Sex has a still more marked influence; at least three-fourths of all cases are in males, the proportion being considerably higher than in leukæmia—75 per cent. in Gowers' tables, and 40 out of 58 in Hutchinson's tables.150
150 Loc. cit.
Heredity has in a few instances been adduced as a possible cause, but not, I think, on very reliable grounds. In two cases (II. and III.151) the patients were each a twin. It might be supposed that members of tuberculous families, or those who had suffered from scrofulous enlargements when young, would be more liable to the disease, but the cases in which such connection can be traced are very few in number.
151 These figures refer to cases of which I have notes.
Antecedent syphilis has been noted in a few instances.

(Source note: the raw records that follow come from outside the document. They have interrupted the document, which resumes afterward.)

//! Session and role models.

use serde::{Deserialize, Serialize};

/// Portal roles known to the school platform.
#[derive(Debug, Clone, Copy, Serialize, Deserialize, PartialEq, Eq, Hash)]
#[serde(rename_all = "lowercase")]
pub enum Role {
    Admin,
    Principal,
    Teacher,
    Student,
    Parent,
    Driver,
}

impl Role {
    pub fn as_str(&self) -> &'static str {
        match self {
            Role::Admin => "admin",
            Role::Principal => "principal",
            Role::Teacher => "teacher",
            Role::Student => "student",
            Role::Parent => "parent",
            Role::Driver => "driver",
        }
    }

    pub fn from_str(s: &str) -> Option<Self> {
        match s.trim().to_ascii_lowercase().as_str() {
            "admin" => Some(Role::Admin),
            "principal" => Some(Role::Principal),
            "teacher" => Some(Role::Teacher),
            "student" => Some(Role::Student),
            "parent" => Some(Role::Parent),
            "driver" => Some(Role::Driver),
            _ => None,
        }
    }
}

/// The user object handed out by the backend at login.
#[derive(Debug, Clone, Serialize, Deserialize, PartialEq)]
#[serde(rename_all = "camelCase")]
pub struct User {
    pub name: String,
    /// Kept as the backend sent it; unknown roles resolve to no role.
    pub role: String,
    #[serde(default)]
    pub role_id: String,
}

impl User {
    pub fn role(&self) -> Option<Role> {
        Role::from_str(&self.role)
    }
}

/// Persisted session: token, user object and the parent's selected child.
#[derive(Debug, Clone, PartialEq)]
pub struct Session {
    pub user: User,
    pub token: String,
    pub selected_child_id: Option<String>,
    pub created_at: String,
}

impl Session {
    pub fn role(&self) -> Option<Role> {
        self.user.role()
    }
}

/// What the browser shell sees of the session. The token stays server-side.
#[derive(Debug, Clone, Serialize)]
#[serde(rename_all = "camelCase")]
pub struct SessionView {
    pub name: String,
    pub role: String,
    pub role_id: String,
    #[serde(skip_serializing_if = "Option::is_none")]
    pub selected_child_id: Option<String>,
    pub logged_in_at: String,
}

impl From<&Session> for SessionView {
    fn from(session: &Session) -> Self {
        Self {
            name: session.user.name.clone(),
            role: session.user.role.clone(),
            role_id: session.user.role_id.clone(),
            selected_child_id: session.selected_child_id.clone(),
            logged_in_at: session.created_at.clone(),
        }
    }
}

/// Request body for logging in through the portal.
#[derive(Debug, Clone, Serialize, Deserialize)]
pub struct LoginRequest {
    pub email: String,
    pub password: String,
}

/// Backend answer to a successful login.
#[derive(Debug, Clone, Deserialize)]
pub struct LoginResponse {
    pub token: String,
    pub user: User,
}

/// Request body for adopting a session obtained by an external login.
#[derive(Debug, Clone, Deserialize)]
#[serde(rename_all = "camelCase")]
pub struct AdoptSessionRequest {
    pub name: String,
    pub role: String,
    #[serde(default)]
    pub role_id: String,
    pub token: String,
}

Exposure, intemperance, bad food, etc. are possible predisposing causes.
Local irritation, which so often produces lymphatic swellings, appears to stand occasionally in causal connection with the development of general lymphadenoma. Trousseau lays particular stress upon this, and gives instances in which chronic irritation of the skin, otorrhoea, chronic nasal or pharyngeal catarrh, irritation of a decayed tooth, gave rise to local gland swelling which preceded the general development of the disease. But this is a comparatively rare affection, and think of the hundreds of instances met with of local lymphatic irritation!
SYMPTOMS.—Enlargement of the lymphatic glands in the neck, axillæ, or groins is the earliest symptom noticeable in the great majority of cases. This may be quite painless at first, and the patient seeks advice on account of the disfigurement or the inconvenience felt in adjusting the collar. Occasionally the anæmic and constitutional symptoms first attract attention. When the trouble begins in the deeper groups—bronchial, mesenteric, or retro-peritoneal—pressure effects are the first complaint, and there may be great obscurity and uncertainty about the nature of the case. Thus, the first symptom may be dyspnoea, with pain in the chest, or pain in the abdomen with swelling of the legs and shooting pains in the course of the nerves; or in rare cases symptoms of a totally different nature may be among the first to attract attention. Thus in J. H. Hutchinson's case there was paraplegia from pressure of a secondary growth, and the same was observed in a case which I dissected at the Montreal General Hospital (Case VI.). But such are very exceptional, and in the great majority swelling of the superficial glands is the earliest phenomenon. In rare instances the tonsils and pharyngeal adenoid tissue have been first affected.
Hemorrhage is not an early symptom. Epistaxis has been noted, but not with the frequency with which it occurs in leukæmia.
With the progressive enlargement of the glands the patient becomes anæmic, and finally cachexia is developed.